Last week, I told you about the Christmas gift we asked our children to give us this year. We asked them to share with us what passages of scripture or sermons or books God used in their lives in 2017 to help them grow in grace.
At some point last week, our daughter Katie turned the tables on me. “What about you, dad?” she asked. “Where’s your email?”
Our children get this weekly e-newsletter. So here we go.
I’m using this newsletter to share with them, and with you, about the book God used in my life in 2017 to help me keep my focus on what really matters.
You probably won’t be surprised to know that the book was Paul’s letter to the church at Rome. The book of Romans. The book we’ve been studying together for the past many months.
I’m sure you know that whatever benefit you’ve received from our time in Romans, I’ve received more. That’s how it is with teaching. The one who does the teaching learns the most.
And I’ve learned a lot. I could try to distill what I’ve learned from digging deeply into the first nine chapters of Romans into a few paragraphs. But to do so would be to turn deep truths into aphorisms. Sometimes in the process of distilling things down to the essence, you are left with vapor. And that’s what I’m afraid would happen if I tried to list the things I’ve learned about righteousness, faith, sin, justification, union with Christ, the ongoing struggle every Christian faces with remaining sin and the need to learn to sent our minds on the things of the Spirit and walk accordingly.
Instead, I want to pull back to the big picture. The message of the book of Romans for me in 2017 has been this: at the core, the solution to the human problem in all of its manifestations is heart change. Or to put it another way, we ought not attempt to address the ills and evils we face in our day and time with political Neosporin and public policy band aids. The only path that leads to changes in human behavior is the path that addresses the heart issues. It’s the path that has at its center the spiritual transformation of human beings.
Cultures change when people change. And people change when God, by His Spirit, does a work of transformation in their lives.
So if we want to see the culture around us change, if we want to see social justice in our world, if we want to see human flourishing and good triumphing over evil, Romans points us to the gospel.
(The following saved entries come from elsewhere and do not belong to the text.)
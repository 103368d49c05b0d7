use chrono::{DateTime, Duration, NaiveTime, Timelike, Utc};
use serde::{Deserialize, Serialize};

use crate::core::{DisplayTimeZone, TimeWindow, WindowScale};
use crate::error::{GanttError, GanttResult};

use super::axis_label_format::format_marker_label;

/// Gridline / time-axis label at a fixed hour cadence.
#[derive(Debug, Clone, PartialEq, Serialize, Deserialize)]
pub struct TimeMarker {
    pub instant: DateTime<Utc>,
    pub label: String,
    /// Position within the window, clamped to `[0, 1]`.
    pub fraction: f64,
}

impl TimeMarker {
    #[must_use]
    pub fn percent(&self) -> f64 {
        self.fraction * 100.0
    }
}

/// Builds markers every `step_hours`, aligned to wall-clock hour multiples.
///
/// The first marker sits on the window start's local date at
/// `ceil(hour / step) * step`, rolling into the next day past midnight.
/// A start that is not on the hour can leave the first marker slightly before
/// the window; its fraction is clamped to `0`. Markers continue while they are
/// `<= window.end()`. `step_hours` must be within `1..=24`.
pub fn time_markers(
    window: TimeWindow,
    step_hours: u32,
    timezone: DisplayTimeZone,
) -> GanttResult<Vec<TimeMarker>> {
    if !(1..=24).contains(&step_hours) {
        return Err(GanttError::InvalidConfig(format!(
            "marker step must be between 1 and 24 hours, got {step_hours}"
        )));
    }
    let scale = WindowScale::new(window)?;

    let local_start = timezone.to_local(window.start());
    let aligned_hour = local_start.hour().div_ceil(step_hours) * step_hours;
    let local_midnight = local_start.date_naive().and_time(NaiveTime::MIN);
    let first_local = local_midnight + Duration::hours(i64::from(aligned_hour));

    let step = Duration::hours(i64::from(step_hours));
    let mut current = timezone.from_local(first_local)?;
    let mut markers = Vec::new();
    while current <= window.end() {
        markers.push(TimeMarker {
            instant: current,
            label: format_marker_label(timezone.to_local(current)),
            fraction: scale.instant_to_fraction(current).clamp(0.0, 1.0),
        });
        current += step;
    }

    Ok(markers)
}
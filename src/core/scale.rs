use chrono::{DateTime, Duration, Utc};

use crate::core::types::TimeWindow;
use crate::error::{GanttError, GanttResult};

/// Linear mapping from absolute instants to fractions of a window.
///
/// `0.0` is the window start and `1.0` the window end. Values outside the
/// window map outside `[0, 1]`; callers decide whether to clamp.
#[derive(Debug, Clone, Copy, PartialEq)]
pub struct WindowScale {
    origin: DateTime<Utc>,
    span_ms: f64,
}

impl WindowScale {
    /// Fails with `InvalidWindow` for zero-duration windows.
    pub fn new(window: TimeWindow) -> GanttResult<Self> {
        let span_ms = window.duration().num_milliseconds();
        if span_ms <= 0 {
            return Err(GanttError::InvalidWindow {
                start: window.start(),
                end: window.end(),
                reason: "window duration must be > 0",
            });
        }

        Ok(Self {
            origin: window.start(),
            span_ms: span_ms as f64,
        })
    }

    #[must_use]
    pub fn instant_to_fraction(self, instant: DateTime<Utc>) -> f64 {
        (instant - self.origin).num_milliseconds() as f64 / self.span_ms
    }

    #[must_use]
    pub fn duration_to_fraction(self, duration: Duration) -> f64 {
        duration.num_milliseconds() as f64 / self.span_ms
    }

    /// Inverse of `instant_to_fraction`, rounded to the millisecond.
    #[must_use]
    pub fn fraction_to_instant(self, fraction: f64) -> DateTime<Utc> {
        let offset_ms = (fraction * self.span_ms).round() as i64;
        self.origin + Duration::milliseconds(offset_ms)
    }
}
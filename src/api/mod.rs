//! Dashboard orchestration over an external schedule source.

mod dashboard_config;
mod dashboard_controller;
mod fetch_ticket;
mod source;

pub use dashboard_config::DashboardConfig;
pub use dashboard_controller::{
    AIRCRAFT_LOAD_FAILED, CHART_LOAD_FAILED, DashboardController, NO_AIRCRAFT_SELECTED,
    NO_VALID_RANGE,
};
pub use fetch_ticket::{ChartView, FetchOutcome, FetchTicket};
pub use source::{
    BulkInsertReport, FlightPage, FlightQuery, InMemoryScheduleSource, ScheduleSource,
};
It is the path of repentance and faith that leads men and women to think and act differently. And when men and women think and act differently, they change their world.
Now, let’s be honest. There are a lot of reasons why people would be skeptical of such a claim. We can all cite examples of people who profess faith in Jesus as their Lord acting badly. In some cases, very badly. It’s no wonder that people aren’t attracted to Christianity given the opinions and actions of many in our day who profess faith in Christ.
Jared Wilson recently described a younger generation raised in the church as “theological orphans,” betrayed by church leaders who stressed the importance of moral character, but who easily set those standards aside for pragmatic political purposes. For many who call themselves Christians today, personal morality matters until it doesn’t anymore. Until something more important comes along.
The big message I’ve been reminded of this year from the book of Romans is that the biggest issue of our day, and of any day in any era in history, is the issue of men and women understanding the depth of the sin in their own hearts and then believing that we can be forgiven, made new and adopted into the family of God because of what Jesus has done for us. Really believing that good news, and trusting that God is at work in us actually changes everything.
We still have a ways to go before we finish our time in Romans. And when we reach chapter 12, Paul will turn from talking about what God has done for us to talking about what our new, transformed lives should look like. As we move forward, we’ll see clearly that any gospel that doesn’t lead to love and concern and grace for others is a counterfeit gospel – no gospel at all.
But it starts at a heart level. It starts with us knowing and understanding and believing and sharing with others the most important message there is – that Jesus Christ saves sinners like me.
This week, I heard Alistair Begg quote George Smeaton, a Scottish pastor from 150 years ago. Smeaton said “to convert one sinner is an event of greater importance than to deliver a whole kingdom from temporal evil.”
Jesus said something similar. In Luke 15, He told His followers “there is joy in the presence of the angels of God over one sinner who repents.”
And the reason Paul spends two thirds of his letter to the Romans talking about the gospel and its implications for our lives is because he understood that the way for the corrupt Roman culture of his day or for any society at any point in history to be transformed is by addressing the issues of sin, repentance and faith. By keeping the main thing – the spiritual transformation of human lives – the main thing.
I trust that when we next celebrate a new year, and for all the years to come, that will still be my focus.
The start of a new year means the start up of Redeemer small groups. For those of you who are new to the church, we believe that active involvement in a small group is a core part of how we experience God’s grace in our lives. It’s in small groups that the “one anothers” of scripture can be lived out. It’s in small groups that we can better know and care for and encourage and spur one another on to love and good deeds.
If you’ve been a part of a small group this fall, you should be hearing from your small group leader soon with details about the first meeting of the new year.
If you haven’t been part of a small group, this is the perfect time to pick a night, find a group to connect with and jump in.